*About this task*
Select every line below containing the word "struct".

*Dataset records*
####

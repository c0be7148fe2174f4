use thiserror::Error;

#[derive(Error, Debug, Clone, PartialEq)]
pub enum ProblemError {
    #[error("Column {index} does not exist (problem has {count} columns)")]
    UnknownColumn { index: usize, count: usize },
    #[error("Row {index} does not exist (problem has {count} rows)")]
    UnknownRow { index: usize, count: usize },
    #[error("Matrix arrays differ in length: {rows} rows, {cols} columns, {values} values")]
    MismatchedArrays { rows: usize, cols: usize, values: usize },
    #[error("Invalid bounds on column {index}: lower {lower} exceeds upper {upper}")]
    InvalidBounds { index: usize, lower: f64, upper: f64 },
}

/// Bound attached to a row or a column
#[cfg_attr(feature = "serde", derive(serde::Serialize, serde::Deserialize))]
#[derive(Debug, Clone, Copy, PartialEq)]
pub enum Bound {
    /// -inf < x < +inf
    Free,
    /// l <= x
    Lower(f64),
    /// x <= u
    Upper(f64),
    /// l <= x <= u
    Double(f64, f64),
    /// x = v
    Fixed(f64),
}

impl Bound {
    pub fn lower(&self) -> f64 {
        match *self {
            Bound::Lower(l) | Bound::Double(l, _) | Bound::Fixed(l) => l,
            Bound::Free | Bound::Upper(_) => f64::NEG_INFINITY,
        }
    }

    pub fn upper(&self) -> f64 {
        match *self {
            Bound::Upper(u) | Bound::Double(_, u) | Bound::Fixed(u) => u,
            Bound::Free | Bound::Lower(_) => f64::INFINITY,
        }
    }

    /// Rebuild a bound from its two ends, choosing the narrowest variant
    pub fn from_range(lower: f64, upper: f64) -> Self {
        match (lower.is_finite(), upper.is_finite()) {
            (false, false) => Bound::Free,
            (true, false) => Bound::Lower(lower),
            (false, true) => Bound::Upper(upper),
            (true, true) if lower == upper => Bound::Fixed(lower),
            (true, true) => Bound::Double(lower, upper),
        }
    }

    pub fn contains(&self, value: f64, tolerance: f64) -> bool {
        value >= self.lower() - tolerance && value <= self.upper() + tolerance
    }
}

#[cfg_attr(feature = "serde", derive(serde::Serialize, serde::Deserialize))]
#[derive(Debug, Clone, Copy, PartialEq, Eq)]
pub enum VarKind {
    Continuous,
    Integer,
    /// Integer restricted to {0, 1}
    Binary,
}

#[cfg_attr(feature = "serde", derive(serde::Serialize, serde::Deserialize))]
#[derive(Debug, Clone, Copy, PartialEq, Eq)]
pub enum Direction {
    Minimize,
    Maximize,
}

#[derive(Debug, Clone)]
pub struct Column {
    pub name: String,
    pub bound: Bound,
    pub kind: VarKind,
    pub objective: f64,
}

impl Column {
    pub fn is_integer(&self) -> bool {
        self.kind != VarKind::Continuous
    }

    /// Bound as the solver sees it; binaries are clipped to [0, 1]
    pub fn effective_bound(&self) -> Bound {
        match self.kind {
            VarKind::Binary => {
                Bound::from_range(self.bound.lower().max(0.0), self.bound.upper().min(1.0))
            }
            _ => self.bound,
        }
    }
}

#[derive(Debug, Clone)]
pub struct Row {
    pub name: String,
    pub bound: Bound,
}

/// A mixed-integer linear program stored as bounded columns, bounded rows
/// and a sparse constraint matrix.
#[derive(Debug, Clone)]
pub struct MipProblem {
    pub name: String,
    pub direction: Direction,
    pub columns: Vec<Column>,
    pub rows: Vec<Row>,
    /// Sparse (row, column, value) entries
    pub matrix: Vec<(usize, usize, f64)>,
}

impl MipProblem {
    pub fn new(name: impl Into<String>) -> Self {
        Self {
            name: name.into(),
            direction: Direction::Minimize,
            columns: Vec::new(),
            rows: Vec::new(),
            matrix: Vec::new(),
        }
    }

    /// Append `count` columns, returning the index of the first one.
    /// New columns are continuous, non-negative and absent from the objective.
    pub fn add_columns(&mut self, count: usize) -> usize {
        let first = self.columns.len();
        for i in 0..count {
            self.columns.push(Column {
                name: format!("c{}", first + i),
                bound: Bound::Lower(0.0),
                kind: VarKind::Continuous,
                objective: 0.0,
            });
        }
        first
    }

    /// Append `count` free rows, returning the index of the first one
    pub fn add_rows(&mut self, count: usize) -> usize {
        let first = self.rows.len();
        for i in 0..count {
            self.rows.push(Row {
                name: format!("r{}", first + i),
                bound: Bound::Free,
            });
        }
        first
    }

    pub fn set_column_name(
        &mut self,
        index: usize,
        name: impl Into<String>,
    ) -> Result<(), ProblemError> {
        self.column_mut(index)?.name = name.into();
        Ok(())
    }

    pub fn set_row_name(
        &mut self,
        index: usize,
        name: impl Into<String>,
    ) -> Result<(), ProblemError> {
        self.row_mut(index)?.name = name.into();
        Ok(())
    }

    pub fn set_row_bound(&mut self, index: usize, bound: Bound) -> Result<(), ProblemError> {
        self.row_mut(index)?.bound = bound;
        Ok(())
    }

    pub fn set_column_bound(&mut self, index: usize, bound: Bound) -> Result<(), ProblemError> {
        self.column_mut(index)?.bound = bound;
        Ok(())
    }

    pub fn set_column_kind(&mut self, index: usize, kind: VarKind) -> Result<(), ProblemError> {
        self.column_mut(index)?.kind = kind;
        Ok(())
    }

    pub fn set_objective_coefficient(
        &mut self,
        index: usize,
        value: f64,
    ) -> Result<(), ProblemError> {
        self.column_mut(index)?.objective = value;
        Ok(())
    }

    pub fn set_direction(&mut self, direction: Direction) {
        self.direction = direction;
    }

    /// Replace the constraint matrix with the entries given as parallel arrays
    pub fn load_matrix(
        &mut self,
        rows: &[usize],
        cols: &[usize],
        values: &[f64],
    ) -> Result<(), ProblemError> {
        if rows.len() != cols.len() || cols.len() != values.len() {
            return Err(ProblemError::MismatchedArrays {
                rows: rows.len(),
                cols: cols.len(),
                values: values.len(),
            });
        }

        let mut matrix = Vec::with_capacity(values.len());
        for ((&r, &c), &v) in rows.iter().zip(cols).zip(values) {
            if r >= self.rows.len() {
                return Err(ProblemError::UnknownRow { index: r, count: self.rows.len() });
            }
            if c >= self.columns.len() {
                return Err(ProblemError::UnknownColumn { index: c, count: self.columns.len() });
            }
            matrix.push((r, c, v));
        }
        self.matrix = matrix;
        Ok(())
    }

    pub fn num_columns(&self) -> usize {
        self.columns.len()
    }

    pub fn num_rows(&self) -> usize {
        self.rows.len()
    }

    /// Matrix entries grouped by row, duplicates summed
    pub fn row_entries(&self) -> Vec<Vec<(usize, f64)>> {
        let mut grouped: Vec<Vec<(usize, f64)>> = vec![Vec::new(); self.rows.len()];
        for &(r, c, v) in &self.matrix {
            match grouped[r].iter_mut().find(|(col, _)| *col == c) {
                Some(entry) => entry.1 += v,
                None => grouped[r].push((c, v)),
            }
        }
        grouped
    }

    /// Value of the objective for a full column assignment
    pub fn objective_value(&self, values: &[f64]) -> f64 {
        self.columns.iter().zip(values).map(|(c, v)| c.objective * v).sum()
    }

    /// Columns whose double bounds are inverted
    pub fn check_bounds(&self) -> Result<(), ProblemError> {
        for (index, column) in self.columns.iter().enumerate() {
            let bound = column.effective_bound();
            if bound.lower() > bound.upper() {
                return Err(ProblemError::InvalidBounds {
                    index,
                    lower: bound.lower(),
                    upper: bound.upper(),
                });
            }
        }
        Ok(())
    }

    fn column_mut(&mut self, index: usize) -> Result<&mut Column, ProblemError> {
        let count = self.columns.len();
        self.columns.get_mut(index).ok_or(ProblemError::UnknownColumn { index, count })
    }

    fn row_mut(&mut self, index: usize) -> Result<&mut Row, ProblemError> {
        let count = self.rows.len();
        self.rows.get_mut(index).ok_or(ProblemError::UnknownRow { index, count })
    }
}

####

*Result of the task*
pub struct Column {
pub struct Row {
pub struct MipProblem {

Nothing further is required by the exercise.